→ INPUT DATA:
····················
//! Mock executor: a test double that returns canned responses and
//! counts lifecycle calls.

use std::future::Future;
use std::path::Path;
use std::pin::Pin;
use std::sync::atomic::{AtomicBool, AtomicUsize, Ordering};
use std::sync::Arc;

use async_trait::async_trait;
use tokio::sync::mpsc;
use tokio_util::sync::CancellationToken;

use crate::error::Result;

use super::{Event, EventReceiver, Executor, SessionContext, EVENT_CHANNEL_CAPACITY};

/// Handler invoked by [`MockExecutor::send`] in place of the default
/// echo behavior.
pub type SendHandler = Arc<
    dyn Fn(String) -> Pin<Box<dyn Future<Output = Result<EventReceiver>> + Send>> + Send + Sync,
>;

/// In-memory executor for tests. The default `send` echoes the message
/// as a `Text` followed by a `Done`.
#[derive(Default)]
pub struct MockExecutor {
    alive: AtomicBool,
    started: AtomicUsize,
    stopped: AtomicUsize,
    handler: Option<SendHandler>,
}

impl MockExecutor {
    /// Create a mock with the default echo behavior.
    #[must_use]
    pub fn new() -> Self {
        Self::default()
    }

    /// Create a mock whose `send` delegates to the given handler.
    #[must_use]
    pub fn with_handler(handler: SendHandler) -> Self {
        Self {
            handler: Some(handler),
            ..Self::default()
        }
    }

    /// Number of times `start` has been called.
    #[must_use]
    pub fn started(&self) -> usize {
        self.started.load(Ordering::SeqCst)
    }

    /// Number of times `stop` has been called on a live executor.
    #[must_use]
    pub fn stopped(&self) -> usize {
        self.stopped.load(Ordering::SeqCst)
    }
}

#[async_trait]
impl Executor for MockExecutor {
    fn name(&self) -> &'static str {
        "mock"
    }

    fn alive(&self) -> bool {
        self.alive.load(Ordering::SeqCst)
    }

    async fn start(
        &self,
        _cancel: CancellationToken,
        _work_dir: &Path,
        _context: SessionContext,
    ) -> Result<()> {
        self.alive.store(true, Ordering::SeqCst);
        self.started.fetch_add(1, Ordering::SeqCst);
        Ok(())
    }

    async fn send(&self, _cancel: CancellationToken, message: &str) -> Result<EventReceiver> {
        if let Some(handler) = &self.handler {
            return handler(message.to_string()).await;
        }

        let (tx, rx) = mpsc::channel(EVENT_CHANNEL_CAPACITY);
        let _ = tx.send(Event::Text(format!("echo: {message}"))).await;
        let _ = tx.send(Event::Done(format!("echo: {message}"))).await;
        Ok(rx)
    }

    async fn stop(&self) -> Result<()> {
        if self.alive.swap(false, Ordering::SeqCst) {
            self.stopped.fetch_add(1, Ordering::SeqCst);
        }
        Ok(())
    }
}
····················
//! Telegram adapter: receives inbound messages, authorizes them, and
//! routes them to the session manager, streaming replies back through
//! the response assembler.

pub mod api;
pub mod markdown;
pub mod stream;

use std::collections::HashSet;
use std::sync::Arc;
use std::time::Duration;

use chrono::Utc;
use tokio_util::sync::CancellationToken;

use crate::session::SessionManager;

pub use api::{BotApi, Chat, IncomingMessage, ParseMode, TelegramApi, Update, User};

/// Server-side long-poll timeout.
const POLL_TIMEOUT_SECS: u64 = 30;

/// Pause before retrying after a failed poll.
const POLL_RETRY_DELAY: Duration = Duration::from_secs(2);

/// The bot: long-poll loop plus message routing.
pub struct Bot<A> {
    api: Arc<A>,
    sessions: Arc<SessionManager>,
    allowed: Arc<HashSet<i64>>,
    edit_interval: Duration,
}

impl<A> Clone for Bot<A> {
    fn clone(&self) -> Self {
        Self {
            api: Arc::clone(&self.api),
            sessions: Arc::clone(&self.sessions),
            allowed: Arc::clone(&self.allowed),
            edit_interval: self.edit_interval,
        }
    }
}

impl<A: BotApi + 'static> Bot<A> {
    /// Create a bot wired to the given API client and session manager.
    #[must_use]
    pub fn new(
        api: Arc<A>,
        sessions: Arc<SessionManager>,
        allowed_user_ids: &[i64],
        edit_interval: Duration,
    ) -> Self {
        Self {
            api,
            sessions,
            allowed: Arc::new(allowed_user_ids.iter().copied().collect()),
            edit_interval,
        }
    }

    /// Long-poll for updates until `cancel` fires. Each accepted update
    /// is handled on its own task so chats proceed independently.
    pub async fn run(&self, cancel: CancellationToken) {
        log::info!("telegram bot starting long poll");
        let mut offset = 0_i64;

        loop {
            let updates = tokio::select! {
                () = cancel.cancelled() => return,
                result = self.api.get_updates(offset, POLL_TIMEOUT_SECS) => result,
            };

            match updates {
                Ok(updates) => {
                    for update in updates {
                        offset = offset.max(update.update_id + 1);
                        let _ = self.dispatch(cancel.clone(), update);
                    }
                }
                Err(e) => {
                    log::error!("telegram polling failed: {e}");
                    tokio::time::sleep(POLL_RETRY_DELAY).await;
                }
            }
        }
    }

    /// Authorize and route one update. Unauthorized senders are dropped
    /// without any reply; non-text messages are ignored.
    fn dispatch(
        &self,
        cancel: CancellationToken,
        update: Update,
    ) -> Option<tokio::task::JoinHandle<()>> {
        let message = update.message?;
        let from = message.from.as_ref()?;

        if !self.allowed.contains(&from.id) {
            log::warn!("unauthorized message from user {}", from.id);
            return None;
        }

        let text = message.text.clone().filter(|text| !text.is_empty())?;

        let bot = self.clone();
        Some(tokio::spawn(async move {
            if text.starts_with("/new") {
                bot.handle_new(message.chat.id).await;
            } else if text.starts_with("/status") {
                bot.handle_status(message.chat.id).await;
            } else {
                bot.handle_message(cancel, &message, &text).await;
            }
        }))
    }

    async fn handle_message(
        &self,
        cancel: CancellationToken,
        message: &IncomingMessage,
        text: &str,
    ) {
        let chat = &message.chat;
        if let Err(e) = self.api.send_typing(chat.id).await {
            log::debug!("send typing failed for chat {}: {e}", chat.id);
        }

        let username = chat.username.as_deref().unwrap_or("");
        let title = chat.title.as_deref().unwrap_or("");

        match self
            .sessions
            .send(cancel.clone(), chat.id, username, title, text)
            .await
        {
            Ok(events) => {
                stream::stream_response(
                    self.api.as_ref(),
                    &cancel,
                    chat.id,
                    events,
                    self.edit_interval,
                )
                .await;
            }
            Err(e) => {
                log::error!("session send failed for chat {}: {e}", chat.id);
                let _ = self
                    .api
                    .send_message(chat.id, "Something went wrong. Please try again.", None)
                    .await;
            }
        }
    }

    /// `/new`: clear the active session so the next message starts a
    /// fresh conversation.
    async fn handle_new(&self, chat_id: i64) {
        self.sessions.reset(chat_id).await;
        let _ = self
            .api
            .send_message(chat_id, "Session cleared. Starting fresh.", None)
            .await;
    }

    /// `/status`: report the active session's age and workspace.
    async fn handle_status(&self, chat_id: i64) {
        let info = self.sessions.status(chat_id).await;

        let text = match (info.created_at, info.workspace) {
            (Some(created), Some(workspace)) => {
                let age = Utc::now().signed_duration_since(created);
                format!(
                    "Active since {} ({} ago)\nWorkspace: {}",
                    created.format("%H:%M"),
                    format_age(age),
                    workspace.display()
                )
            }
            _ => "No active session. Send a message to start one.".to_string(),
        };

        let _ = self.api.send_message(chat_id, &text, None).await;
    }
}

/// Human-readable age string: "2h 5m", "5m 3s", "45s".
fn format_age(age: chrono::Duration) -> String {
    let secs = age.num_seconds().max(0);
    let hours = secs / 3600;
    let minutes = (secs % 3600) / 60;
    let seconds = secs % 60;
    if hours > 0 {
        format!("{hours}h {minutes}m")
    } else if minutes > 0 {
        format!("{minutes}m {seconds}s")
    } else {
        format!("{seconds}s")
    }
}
····················
→ WHAT THE EXERCISE ASKS: Search the entries for the word "SessionContext" and show every line that has it.

→ WRITTEN RESPONSE:
use super::{Event, EventReceiver, Executor, SessionContext, EVENT_CHANNEL_CAPACITY};
        _context: SessionContext,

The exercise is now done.